== Your objective ==
Pull out from the material below all lines with "configuration".
□ □ □
#[cfg(test)]
mod tests {
    use super::*;
    use async_trait::async_trait;
    use claritutor_ai::{ChatProvider, ChatRequest};
    use claritutor_storage::models::Role;
    use tokio::sync::mpsc;

    /// Provider answering every request with a fixed reply
    struct FakeProvider {
        reply: String,
    }

    impl FakeProvider {
        fn service(reply: &str) -> TutorService {
            TutorService::from_provider(Box::new(Self {
                reply: reply.to_string(),
            }))
        }
    }

    #[async_trait]
    impl ChatProvider for FakeProvider {
        fn name(&self) -> &'static str {
            "fake"
        }

        fn model_name(&self) -> &str {
            "fake-model"
        }

        async fn complete(&self, _request: &ChatRequest) -> Result<String, GenerationError> {
            Ok(self.reply.clone())
        }

        async fn stream(
            &self,
            _request: &ChatRequest,
            _cancel: CancellationToken,
        ) -> Result<mpsc::Receiver<String>, GenerationError> {
            let (tx, rx) = mpsc::channel(8);
            let reply = self.reply.clone();
            tokio::spawn(async move {
                for chunk in reply.split_inclusive(' ') {
                    if tx.send(chunk.to_string()).await.is_err() {
                        return;
                    }
                }
            });
            Ok(rx)
        }
    }

    /// Provider that fails every request
    struct FailingProvider;

    #[async_trait]
    impl ChatProvider for FailingProvider {
        fn name(&self) -> &'static str {
            "failing"
        }

        fn model_name(&self) -> &str {
            "failing-model"
        }

        async fn complete(&self, _request: &ChatRequest) -> Result<String, GenerationError> {
            Err(GenerationError::Api {
                provider: "failing",
                status: 500,
                body: "boom".to_string(),
            })
        }

        async fn stream(
            &self,
            _request: &ChatRequest,
            _cancel: CancellationToken,
        ) -> Result<mpsc::Receiver<String>, GenerationError> {
            Err(GenerationError::Api {
                provider: "failing",
                status: 500,
                body: "boom".to_string(),
            })
        }
    }

    fn open_test_db() -> (tempfile::TempDir, Database) {
        let dir = tempfile::tempdir().unwrap();
        let db = Database::new(Some(dir.path().join("test.db"))).unwrap();
        (dir, db)
    }

    #[tokio::test]
    async fn test_first_turn_appends_reply_and_metadata() {
        let service = FakeProvider::service("4");
        let mut session = TutorSession::new("math");

        let ran = run_turn(&mut session, &service, "What is 2+2?", false, None)
            .await
            .unwrap();
        assert!(ran);

        assert_eq!(session.state(), SessionState::Settled);
        let messages = session.messages();
        assert_eq!(messages.len(), 2);
        assert_eq!(messages[0].role, Role::User);
        assert_eq!(messages[0].content, "What is 2+2?");
        assert_eq!(messages[1].role, Role::Assistant);
        assert_eq!(messages[1].content, "4");
        assert!(!session.needs_clarification());

        // Title, tags, and context derived from the same fake provider
        assert_eq!(session.title(), "4");
        assert_eq!(session.tags(), ["4".to_string()]);
        assert!(session.context().is_some());
        assert!(messages[0].timestamp <= messages[1].timestamp);
    }

    #[tokio::test]
    async fn test_streaming_turn_accumulates_chunks() {
        let service = FakeProvider::service("one two three");
        let mut session = TutorSession::new("general");

        let mut seen = String::new();
        let mut sink = |chunk: &str| seen.push_str(chunk);
        run_turn(&mut session, &service, "count", true, Some(&mut sink))
            .await
            .unwrap();

        assert_eq!(seen, "one two three");
        assert_eq!(session.state(), SessionState::Settled);
        assert_eq!(session.messages().last().unwrap().content, "one two three");
        assert!(session.partial().is_empty());
    }

    #[tokio::test]
    async fn test_failure_preserves_messages_and_allows_resend() {
        let service = TutorService::from_provider(Box::new(FailingProvider));
        let mut session = TutorSession::new("math");

        let result = run_turn(&mut session, &service, "Help", false, None).await;
        assert!(matches!(result, Err(GenerationError::Api { .. })));
        assert_eq!(session.state(), SessionState::Settled);
        assert_eq!(session.messages().len(), 1);

        // The user may retry by submitting again
        assert!(session.submit("Help again").is_some());
    }

    #[test]
    fn test_reset_returns_to_idle_from_any_state() {
        let mut session = TutorSession::new("science");
        let turn = session.submit("hello").unwrap();
        session.begin_streaming(turn, CancellationToken::new());
        assert!(session.push_chunk(turn, "partial "));

        session.reset();
        assert_eq!(session.state(), SessionState::Idle);
        assert!(session.messages().is_empty());
        assert!(session.tags().is_empty());
        assert_eq!(session.title(), claritutor_ai::DEFAULT_TITLE);
        assert!(session.partial().is_empty());
        assert!(!session.needs_clarification());
    }

    #[test]
    fn test_late_completion_after_reset_is_discarded() {
        let mut session = TutorSession::new("math");
        let turn = session.submit("first question").unwrap();
        session.reset();

        session.complete(turn, "late reply".to_string());
        assert!(session.messages().is_empty());
        assert_eq!(session.state(), SessionState::Idle);

        session.apply_title(turn, "stale title".to_string());
        assert_eq!(session.title(), claritutor_ai::DEFAULT_TITLE);
    }

    #[test]
    fn test_cancel_discards_partial_buffer() {
        let mut session = TutorSession::new("math");
        let turn = session.submit("question").unwrap();
        let token = CancellationToken::new();
        session.begin_streaming(turn, token.clone());
        assert!(session.push_chunk(turn, "half a rep"));

        session.cancel();
        assert!(token.is_cancelled());
        assert_eq!(session.state(), SessionState::Settled);
        assert!(session.partial().is_empty());
        assert_eq!(session.messages().len(), 1);

        // The stream end for the cancelled turn is stale now
        session.finish_stream(turn);
        assert_eq!(session.messages().len(), 1);
    }

    #[test]
    fn test_cancel_outside_streaming_is_a_no_op() {
        let mut session = TutorSession::new("math");
        session.cancel();
        assert_eq!(session.state(), SessionState::Idle);

        let turn = session.submit("question").unwrap();
        session.cancel();
        assert_eq!(session.state(), SessionState::Awaiting);
        session.complete(turn, "fine".to_string());
        assert_eq!(session.state(), SessionState::Settled);
    }

    #[test]
    fn test_submit_ignored_while_in_flight() {
        let mut session = TutorSession::new("math");
        let first = session.submit("one");
        assert!(first.is_some());
        assert!(session.submit("two").is_none());
        assert_eq!(session.messages().len(), 1);
    }

    #[test]
    fn test_unknown_persona_falls_back_for_display() {
        let mut session = TutorSession::new("math");
        let conversation = SavedConversation::new(
            "user-1".to_string(),
            "Old chat".to_string(),
            "Alchemy".to_string(),
            "alchemy".to_string(),
        );
        session.load(&conversation, vec![ChatMessage::user("hi")]);

        assert_eq!(session.persona_id(), "alchemy");
        assert_eq!(session.active_persona().id, personas::default_persona().id);
    }

    #[tokio::test]
    async fn test_save_without_user_is_a_gated_no_op() {
        let (_dir, db) = open_test_db();
        let service = FakeProvider::service("4");
        let mut session = TutorSession::new("math");
        run_turn(&mut session, &service, "What is 2+2?", false, None)
            .await
            .unwrap();

        let before = session.messages().len();
        let outcome = save_session(&mut session, &service, &db, None).await.unwrap();
        assert_eq!(outcome, SaveOutcome::NotSignedIn);
        assert_eq!(session.messages().len(), before);
        assert!(session.conversation_id().is_none());
        assert!(db.list_conversations("user-1").unwrap().is_empty());
    }

    #[tokio::test]
    async fn test_save_and_load_round_trip() {
        let (_dir, db) = open_test_db();
        let service = FakeProvider::service("The mitochondria is the powerhouse of the cell.");
        let mut session = TutorSession::new("science");
        run_turn(&mut session, &service, "What do mitochondria do?", false, None)
            .await
            .unwrap();

        let outcome = save_session(&mut session, &service, &db, Some("user-1"))
            .await
            .unwrap();
        let SaveOutcome::Saved { conversation_id } = outcome else {
            panic!("expected a saved conversation");
        };
        assert_eq!(session.conversation_id(), Some(conversation_id));

        let mut restored = TutorSession::new("math");
        let loaded = load_session(&mut restored, &db, Some("user-1"), conversation_id).unwrap();
        assert_eq!(loaded, LoadOutcome::Loaded);
        assert_eq!(restored.state(), SessionState::Settled);
        assert_eq!(restored.persona_id(), "science");
        assert_eq!(restored.messages().len(), 2);
        for pair in restored.messages().windows(2) {
            assert!(pair[0].timestamp <= pair[1].timestamp);
        }

        // Unknown id and missing identity are normal outcomes, not errors
        assert_eq!(
            load_session(&mut restored, &db, Some("user-1"), Uuid::new_v4()).unwrap(),
            LoadOutcome::NotFound
        );
        assert_eq!(
            load_session(&mut restored, &db, None, conversation_id).unwrap(),
            LoadOutcome::NotSignedIn
        );
    }

    #[tokio::test]
    async fn test_resave_updates_existing_record() {
        let (_dir, db) = open_test_db();
        let service = FakeProvider::service("Sure.");
        let mut session = TutorSession::new("general");
        run_turn(&mut session, &service, "First question", false, None)
            .await
            .unwrap();
        save_session(&mut session, &service, &db, Some("user-1"))
            .await
            .unwrap();

        run_turn(&mut session, &service, "Second question", false, None)
            .await
            .unwrap();
        save_session(&mut session, &service, &db, Some("user-1"))
            .await
            .unwrap();

        let saved = db.list_conversations("user-1").unwrap();
        assert_eq!(saved.len(), 1);
        assert_eq!(
            db.get_conversation_messages(saved[0].id).unwrap().len(),
            4
        );
    }

    #[test]
    fn test_quick_actions_are_submittable_prompts() {
        let mut session = TutorSession::new("math");
        let turn = session.submit(QUICK_ACTIONS[0].prompt).unwrap();
        session.complete(turn, "Of course.".to_string());
        assert_eq!(
            session.messages()[0].content,
            "Can you explain that in a different way?"
        );
    }
}
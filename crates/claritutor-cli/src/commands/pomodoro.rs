//! Focus timer command.

use std::io::{BufRead, Write};
use std::time::Duration;

use anyhow::Result;

use claritutor_core::config::RuntimeConfig;
use claritutor_core::{log_completed_work, Phase, PomodoroSettings, PomodoroTimer};

use super::helpers::open_database;

fn format_clock(total_seconds: u32) -> String {
    format!("{:02}:{:02}", total_seconds / 60, total_seconds % 60)
}

fn read_focus_rating() -> u8 {
    print!("How focused were you? (1-10, enter to skip): ");
    std::io::stdout().flush().ok();

    let mut line = String::new();
    if std::io::stdin().lock().read_line(&mut line).is_err() {
        return 5;
    }
    line.trim().parse::<u8>().map_or(5, |r| r.clamp(1, 10))
}

fn read_notes() -> Option<String> {
    print!("Notes for this session (enter to skip): ");
    std::io::stdout().flush().ok();

    let mut line = String::new();
    if std::io::stdin().lock().read_line(&mut line).is_err() {
        return None;
    }
    let trimmed = line.trim();
    if trimmed.is_empty() {
        None
    } else {
        Some(trimmed.to_string())
    }
}

/// Run the focus timer until interrupted
pub async fn run_pomodoro(
    config: &RuntimeConfig,
    settings: PomodoroSettings,
    subject: Option<String>,
) -> Result<()> {
    let db = open_database()?;
    let mut timer = PomodoroTimer::new(settings);
    timer.start();

    if config.user_id.is_none() {
        println!("Not signed in: completed sessions will not be logged.");
    }
    println!(
        "Focus timer started: {} work / {} break / {} long break, long break every {} sessions.",
        timer.settings().work_minutes,
        timer.settings().break_minutes,
        timer.settings().long_break_minutes,
        timer.settings().sessions_until_long_break
    );
    println!("Press Ctrl-C to stop.\n");

    let mut interval = tokio::time::interval(Duration::from_secs(1));
    loop {
        interval.tick().await;

        let Some(completion) = timer.tick(1) else {
            print!(
                "\r{} {}  (session {})   ",
                timer.phase().label(),
                format_clock(timer.remaining_seconds()),
                timer.completed_work_sessions() + u32::from(timer.phase().is_work())
            );
            std::io::stdout().flush().ok();
            continue;
        };

        println!();
        match completion.next {
            Phase::LongBreak => println!("Time for a long break! Great work!"),
            Phase::Break => println!("Work session complete! Take a break."),
            Phase::Work => println!("Break finished! Ready to focus?"),
        }

        if let Some(work) = completion.work {
            if let Some(user_id) = config.user_id.as_deref() {
                let rating = read_focus_rating();
                let notes = read_notes();
                // Best-effort: the timer keeps going whatever happens here
                log_completed_work(&db, user_id, work, rating, subject.clone(), notes);
            }
        }

        if !timer.is_running() {
            print!("Start the next phase? (enter to continue): ");
            std::io::stdout().flush().ok();
            let mut line = String::new();
            std::io::stdin().lock().read_line(&mut line).ok();
            timer.start();
        }
    }
}
use async_trait::async_trait;
use futures::StreamExt;
use reqwest::Client;
use serde_json::json;
use tokio::sync::mpsc;
use tokio_util::sync::CancellationToken;

use claritutor_storage::models::Role;

use crate::provider::{ChatProvider, ChatRequest, GenerationError};
use crate::sse::{sse_data, LineDecoder};

const ANTHROPIC_VERSION: &str = "2023-06-01";

/// Anthropic Messages API provider
pub struct AnthropicProvider {
    client: Client,
    api_key: String,
    model: String,
    base_url: String,
}

impl AnthropicProvider {
    #[must_use]
    pub fn new(api_key: &str, model: &str, base_url: &str) -> Self {
        Self {
            client: Client::new(),
            api_key: api_key.to_string(),
            model: model.to_string(),
            base_url: base_url.trim_end_matches('/').to_string(),
        }
    }

    async fn send(
        &self,
        request: &ChatRequest,
        stream: bool,
    ) -> Result<reqwest::Response, GenerationError> {
        let url = format!("{}/messages", self.base_url);

        let messages: Vec<serde_json::Value> = request
            .turns
            .iter()
            .map(|turn| {
                json!({
                    "role": match turn.role {
                        Role::User => "user",
                        Role::Assistant => "assistant",
                    },
                    "content": turn.content,
                })
            })
            .collect();

        let mut body = json!({
            "model": self.model,
            "messages": messages,
            "temperature": request.temperature,
            "max_tokens": request.max_tokens,
            "stream": stream,
        });
        if let Some(system) = &request.system {
            body["system"] = json!(system);
        }

        let response = self
            .client
            .post(&url)
            .header("x-api-key", &self.api_key)
            .header("anthropic-version", ANTHROPIC_VERSION)
            .json(&body)
            .send()
            .await
            .map_err(|e| GenerationError::request("anthropic", &e))?;

        let status = response.status();
        if !status.is_success() {
            let body = response.text().await.unwrap_or_default();
            return Err(GenerationError::Api {
                provider: "anthropic",
                status: status.as_u16(),
                body,
            });
        }

        Ok(response)
    }
}

#[async_trait]
impl ChatProvider for AnthropicProvider {
    fn name(&self) -> &'static str {
        "anthropic"
    }

    fn model_name(&self) -> &str {
        &self.model
    }

    async fn complete(&self, request: &ChatRequest) -> Result<String, GenerationError> {
        let response = self.send(request, false).await?;

        let body: serde_json::Value = response
            .json()
            .await
            .map_err(|e| GenerationError::request("anthropic", &e))?;

        // Extract text from: content[0].text
        body["content"][0]["text"]
            .as_str()
            .map(ToString::to_string)
            .filter(|s| !s.is_empty())
            .ok_or(GenerationError::EmptyResponse {
                provider: "anthropic",
            })
    }

    async fn stream(
        &self,
        request: &ChatRequest,
        cancel: CancellationToken,
    ) -> Result<mpsc::Receiver<String>, GenerationError> {
        let response = self.send(request, true).await?;

        let (tx, rx) = mpsc::channel(64);
        let mut stream = response.bytes_stream();

        tokio::spawn(async move {
            let mut decoder = LineDecoder::new();
            loop {
                tokio::select! {
                    () = cancel.cancelled() => break,
                    chunk = stream.next() => {
                        let Some(chunk) = chunk else { break };
                        let Ok(chunk) = chunk else {
                            log::warn!("anthropic stream ended early");
                            break;
                        };
                        for line in decoder.push(&chunk) {
                            let Some(data) = sse_data(&line) else { continue };
                            let Ok(event) = serde_json::from_str::<serde_json::Value>(data) else {
                                continue;
                            };
                            match event["type"].as_str() {
                                Some("content_block_delta") => {
                                    if let Some(delta) = event["delta"]["text"].as_str() {
                                        if !delta.is_empty()
                                            && tx.send(delta.to_string()).await.is_err()
                                        {
                                            return;
                                        }
                                    }
                                }
                                Some("message_stop") => return,
                                _ => {}
                            }
                        }
                    }
                }
            }
        });

        Ok(rx)
    }
}
/// Runtime configuration read from the environment.
///
/// The signed-in user is optional: every persistence operation degrades to
/// "not saved" without one.
#[derive(Debug, Clone)]
pub struct RuntimeConfig {
    /// Identity of the signed-in student, if any
    pub user_id: Option<String>,
    /// Content API root
    pub content_api_url: String,
    /// Content bucket slug
    pub content_bucket: Option<String>,
    /// Read-only content API key
    pub content_read_key: Option<String>,
}

const DEFAULT_CONTENT_API_URL: &str = "https://api.cosmicjs.com/v3";

impl RuntimeConfig {
    /// Read configuration from environment variables
    #[must_use]
    pub fn from_env() -> Self {
        Self {
            user_id: std::env::var("CLARITUTOR_USER").ok().filter(|s| !s.is_empty()),
            content_api_url: std::env::var("CLARITUTOR_CONTENT_URL")
                .ok()
                .filter(|s| !s.is_empty())
                .unwrap_or_else(|| DEFAULT_CONTENT_API_URL.to_string()),
            content_bucket: std::env::var("CLARITUTOR_BUCKET").ok().filter(|s| !s.is_empty()),
            content_read_key: std::env::var("CLARITUTOR_READ_KEY")
                .ok()
                .filter(|s| !s.is_empty()),
        }
    }
}
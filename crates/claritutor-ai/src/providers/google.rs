use async_trait::async_trait;
use futures::StreamExt;
use reqwest::Client;
use serde_json::json;
use tokio::sync::mpsc;
use tokio_util::sync::CancellationToken;

use claritutor_storage::models::Role;

use crate::provider::{ChatProvider, ChatRequest, GenerationError};
use crate::sse::{sse_data, LineDecoder};

/// Google Gemini API provider
pub struct GoogleGenAiProvider {
    client: Client,
    api_key: String,
    model: String,
    base_url: String,
}

impl GoogleGenAiProvider {
    #[must_use]
    pub fn new(api_key: &str, model: &str, base_url: &str) -> Self {
        Self {
            client: Client::new(),
            api_key: api_key.to_string(),
            model: model.to_string(),
            base_url: base_url.trim_end_matches('/').to_string(),
        }
    }

    fn body(request: &ChatRequest) -> serde_json::Value {
        // Gemini uses "model" for assistant turns and a separate
        // systemInstruction block
        let contents: Vec<serde_json::Value> = request
            .turns
            .iter()
            .map(|turn| {
                json!({
                    "role": match turn.role {
                        Role::User => "user",
                        Role::Assistant => "model",
                    },
                    "parts": [{"text": turn.content}],
                })
            })
            .collect();

        let mut body = json!({
            "contents": contents,
            "generationConfig": {
                "temperature": request.temperature,
                "maxOutputTokens": request.max_tokens,
            },
        });
        if let Some(system) = &request.system {
            body["systemInstruction"] = json!({"parts": [{"text": system}]});
        }
        body
    }

    async fn send(
        &self,
        request: &ChatRequest,
        stream: bool,
    ) -> Result<reqwest::Response, GenerationError> {
        let method = if stream {
            "streamGenerateContent?alt=sse&"
        } else {
            "generateContent?"
        };
        let url = format!(
            "{}/models/{}:{}key={}",
            self.base_url, self.model, method, self.api_key
        );

        let response = self
            .client
            .post(&url)
            .json(&Self::body(request))
            .send()
            .await
            .map_err(|e| GenerationError::request("google", &e))?;

        let status = response.status();
        if !status.is_success() {
            let body = response.text().await.unwrap_or_default();
            return Err(GenerationError::Api {
                provider: "google",
                status: status.as_u16(),
                body,
            });
        }

        Ok(response)
    }

    fn candidate_text(event: &serde_json::Value) -> Option<&str> {
        event["candidates"][0]["content"]["parts"][0]["text"].as_str()
    }
}

#[async_trait]
impl ChatProvider for GoogleGenAiProvider {
    fn name(&self) -> &'static str {
        "google"
    }

    fn model_name(&self) -> &str {
        &self.model
    }

    async fn complete(&self, request: &ChatRequest) -> Result<String, GenerationError> {
        let response = self.send(request, false).await?;

        let body: serde_json::Value = response
            .json()
            .await
            .map_err(|e| GenerationError::request("google", &e))?;

        Self::candidate_text(&body)
            .map(ToString::to_string)
            .filter(|s| !s.is_empty())
            .ok_or(GenerationError::EmptyResponse { provider: "google" })
    }

    async fn stream(
        &self,
        request: &ChatRequest,
        cancel: CancellationToken,
    ) -> Result<mpsc::Receiver<String>, GenerationError> {
        let response = self.send(request, true).await?;

        let (tx, rx) = mpsc::channel(64);
        let mut stream = response.bytes_stream();

        tokio::spawn(async move {
            let mut decoder = LineDecoder::new();
            loop {
                tokio::select! {
                    () = cancel.cancelled() => break,
                    chunk = stream.next() => {
                        let Some(chunk) = chunk else { break };
                        let Ok(chunk) = chunk else {
                            log::warn!("google stream ended early");
                            break;
                        };
                        for line in decoder.push(&chunk) {
                            let Some(data) = sse_data(&line) else { continue };
                            let Ok(event) = serde_json::from_str::<serde_json::Value>(data) else {
                                continue;
                            };
                            if let Some(delta) = Self::candidate_text(&event) {
                                if !delta.is_empty() && tx.send(delta.to_string()).await.is_err() {
                                    return;
                                }
                            }
                        }
                    }
                }
            }
        });

        Ok(rx)
    }
}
□ □ □
== Expected output ==
/// Runtime configuration read from the environment.
    /// Read configuration from environment variables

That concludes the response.